George Orwell wrote a short article in 1946, entitled, ‘Why I Write’. Apt to mention that, since he’s one of my reasons. Men of vision, like Orwell, HG Wells, Arthur C Clarke, who could seemingly predict the future and turn it into a gripping story inspired me from an early age. At the time, I didn’t even realise or think it odd that all those writers were male. I’m glad my daughter is growing up with so many women to inspire her.

The journey from there, to here – with my debut novel Blue Gold out this month – has been rather circuitous. Many people, including my family, were surprised to learn that there was a destination at all! But I’ve always enjoyed writing. Working as an economist in the city, I liked the challenge of making some analytical report clear, succinct and interesting just as much as I liked the analysis itself. When I got bored at the Bank of England, I contemplated a role in financial journalism. But then an offer that was too good to refuse came along and the shift towards more direct involvement in writing was postponed for another decade.

After my daughter was born, we re-discovered the joys of reading out loud to her. When she was old enough, she asked me to make up stories at bedtime. If that was good enough for Tolkien, it was certainly a good enough excuse for me to start writing fiction.
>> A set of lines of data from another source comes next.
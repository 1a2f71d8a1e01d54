//! In-memory receipt cache keyed by content id.

use std::collections::HashMap;
use std::sync::Mutex;
use std::time::{Duration, Instant};

/// Accesses between full expiry sweeps.
const SWEEP_INTERVAL: u32 = 100;

struct Entry {
    token: String,
    expires_at: Instant,
}

struct Inner {
    entries: HashMap<String, Entry>,
    accesses: u32,
}

/// TTL-evicting receipt cache. Lookups of expired entries delete them;
/// every 100 accesses a full sweep removes everything expired.
pub struct ReceiptCache {
    inner: Mutex<Inner>,
}

impl Default for ReceiptCache {
    fn default() -> Self {
        Self::new()
    }
}

impl ReceiptCache {
    pub fn new() -> Self {
        Self {
            inner: Mutex::new(Inner {
                entries: HashMap::new(),
                accesses: 0,
            }),
        }
    }

    /// Return the cached token if present and unexpired; expired entries
    /// are removed on the way out.
    pub fn get(&self, content_id: &str) -> Option<String> {
        let mut inner = self.inner.lock().unwrap();
        inner.tick();

        match inner.entries.get(content_id) {
            Some(entry) if entry.expires_at > Instant::now() => {
                return Some(entry.token.clone());
            }
            Some(_) => {}
            None => return None,
        }
        // Expired: delete on the way out.
        inner.entries.remove(content_id);
        None
    }

    pub fn set(&self, content_id: &str, token: &str, ttl: Duration) {
        let mut inner = self.inner.lock().unwrap();
        inner.tick();
        inner.entries.insert(
            content_id.to_string(),
            Entry {
                token: token.to_string(),
                expires_at: Instant::now() + ttl,
            },
        );
    }

    pub fn remove(&self, content_id: &str) {
        self.inner.lock().unwrap().entries.remove(content_id);
    }

    /// Live entry count, after sweeping expired entries.
    pub fn size(&self) -> usize {
        let mut inner = self.inner.lock().unwrap();
        inner.sweep();
        inner.entries.len()
    }

    /// Live keys, after sweeping expired entries.
    pub fn keys(&self) -> Vec<String> {
        let mut inner = self.inner.lock().unwrap();
        inner.sweep();
        inner.entries.keys().cloned().collect()
    }
}

impl Inner {
    fn tick(&mut self) {
        self.accesses += 1;
        if self.accesses.is_multiple_of(SWEEP_INTERVAL) {
            self.sweep();
        }
    }

    fn sweep(&mut self) {
        let now = Instant::now();
        self.entries.retain(|_, e| e.expires_at > now);
    }
}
Around the same time, I started to research the issue of water shortages more carefully. Two images got stuck in my head and I knew that I had the start and end of a novel.
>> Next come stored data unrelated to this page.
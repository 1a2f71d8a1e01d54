use alloy::primitives::{Address, FixedBytes};
use serde::{Deserialize, Serialize};

/// EIP-3009 authorization as it travels on the wire. `value` stays a decimal
/// string so 256-bit amounts survive JSON.
#[derive(Debug, Clone, Serialize, Deserialize)]
#[serde(rename_all = "camelCase")]
pub struct TransferAuthorization {
    pub from: Address,
    pub to: Address,
    pub value: String,
    pub valid_after: u64,
    pub valid_before: u64,
    pub nonce: FixedBytes<32>,
}

/// Signature + authorization pair inside a facilitator payload.
#[derive(Debug, Clone, Serialize, Deserialize)]
#[serde(rename_all = "camelCase")]
pub struct ExactPayload {
    pub signature: String,
    pub authorization: TransferAuthorization,
}

/// Request body POSTed to the facilitator.
#[derive(Debug, Clone, Serialize, Deserialize)]
#[serde(rename_all = "camelCase")]
pub struct FacilitatorPayload {
    pub x402_version: u32,
    pub scheme: String,
    pub network: String,
    pub payload: ExactPayload,
    pub resource: String,
}

/// Successful facilitator response: the signed receipt plus the settlement
/// transaction hash.
#[derive(Debug, Clone, Serialize, Deserialize)]
#[serde(rename_all = "camelCase")]
pub struct SettlementResponse {
    pub receipt: String,
    pub tx_hash: String,
}

/// Payment parameters a resource server announces with a 402. The same
/// information is carried in both the response body and `X-402-*` headers.
#[derive(Debug, Clone, PartialEq, Eq, Serialize, Deserialize)]
#[serde(rename_all = "camelCase")]
pub struct PaymentRequest {
    pub pay_to: String,
    pub price: String,
    pub currency: String,
    pub content_id: String,
    pub network: String,
    #[serde(skip_serializing_if = "Option::is_none")]
    pub facilitator_url: Option<String>,
    #[serde(skip_serializing_if = "Option::is_none")]
    pub description: Option<String>,
}

/// A single entry in the `accepts` array of a 402 body.
#[derive(Debug, Clone, Serialize, Deserialize)]
#[serde(rename_all = "camelCase")]
pub struct PaymentScheme {
    pub scheme: String,
    pub network: String,
    pub max_amount_required: String,
    pub resource: String,
    #[serde(skip_serializing_if = "Option::is_none")]
    pub description: Option<String>,
    pub mime_type: String,
    /// EIP-712 typed-data skeleton with unfilled from/validAfter/validBefore/nonce.
    pub payload: serde_json::Value,
}
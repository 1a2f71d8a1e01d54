//! Closed registry of supported chains.
//!
//! Each network carries its numeric chain id, CAIP-2 identifier, and the
//! USDC contract address deployed on that chain. One stablecoin per network.

use alloy::primitives::Address;

/// USDC has 6 decimal places on every supported chain.
pub const USDC_DECIMALS: u32 = 6;

/// Currency symbol announced in 402 responses and receipts.
pub const CURRENCY: &str = "USDC";

/// USDC on Base mainnet.
const USDC_BASE_MAINNET: Address = Address::new([
    0x83, 0x35, 0x89, 0xfc, 0xd6, 0xed, 0xb6, 0xe0, 0x8f, 0x4c, 0x7c, 0x32, 0xd4, 0xf7, 0x1b, 0x54,
    0xbd, 0xa0, 0x29, 0x13,
]);

/// USDC on Base Sepolia.
const USDC_BASE_SEPOLIA: Address = Address::new([
    0x03, 0x6c, 0xbd, 0x53, 0x84, 0x2c, 0x54, 0x26, 0x63, 0x4e, 0x79, 0x29, 0x54, 0x1e, 0xc2, 0x31,
    0x8f, 0x3d, 0xcf, 0x7e,
]);

/// A chain the facilitator can settle on.
#[derive(Debug, Clone, Copy, PartialEq, Eq, Hash)]
pub enum Network {
    BaseMainnet,
    BaseSepolia,
}

impl Network {
    /// Every supported network, in registry order.
    pub const ALL: [Network; 2] = [Network::BaseMainnet, Network::BaseSepolia];

    /// Numeric EVM chain id.
    pub fn chain_id(self) -> u64 {
        match self {
            Network::BaseMainnet => 8453,
            Network::BaseSepolia => 84532,
        }
    }

    /// CAIP-2 identifier (`eip155:<chainId>`), used on the wire.
    pub fn caip2(self) -> &'static str {
        match self {
            Network::BaseMainnet => "eip155:8453",
            Network::BaseSepolia => "eip155:84532",
        }
    }

    /// Human registry key, used in 402 headers and publisher config.
    pub fn key(self) -> &'static str {
        match self {
            Network::BaseMainnet => "base-mainnet",
            Network::BaseSepolia => "base-sepolia",
        }
    }

    /// USDC contract address on this chain.
    pub fn usdc_address(self) -> Address {
        match self {
            Network::BaseMainnet => USDC_BASE_MAINNET,
            Network::BaseSepolia => USDC_BASE_SEPOLIA,
        }
    }

    /// Resolve a CAIP-2 string (`eip155:8453`) from the registry.
    pub fn from_caip2(s: &str) -> Option<Network> {
        Network::ALL.into_iter().find(|n| n.caip2() == s)
    }

    /// Resolve a registry key (`base-mainnet`) from the registry.
    pub fn from_key(s: &str) -> Option<Network> {
        Network::ALL.into_iter().find(|n| n.key() == s)
    }
}

impl std::fmt::Display for Network {
    fn fmt(&self, f: &mut std::fmt::Formatter<'_>) -> std::fmt::Result {
        f.write_str(self.key())
    }
}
What I didn’t realise was quite how much hard work and commitment it took to turn an idea into a 90,000-word story. Especially while holding down a full-time job. Coming home in the evenings, tired and surrounded by distractions, it can be very difficult to keep going. I did a good chunk of the first draft on the train during my commute.

And then I discovered that it’s even harder to write well. A good plot isn’t enough. On the Faber Academy How To Write A Novel course we all had to submit our work-in-progress to peer review. That can be a bruising experience, especially when you are making so many rookie errors like I was.

But none of this has put me off. I love trying to create something polished, something that will grip the reader’s attention. I don’t mind the editing process. Or the knowledge that I’ll have to start again from scratch for the next book. I’m already on draft three of the sequel to Blue Gold. (It’s called Rose Gold and should be available in May 2018). And I’ve even started to plot out the final instalment, White Gold.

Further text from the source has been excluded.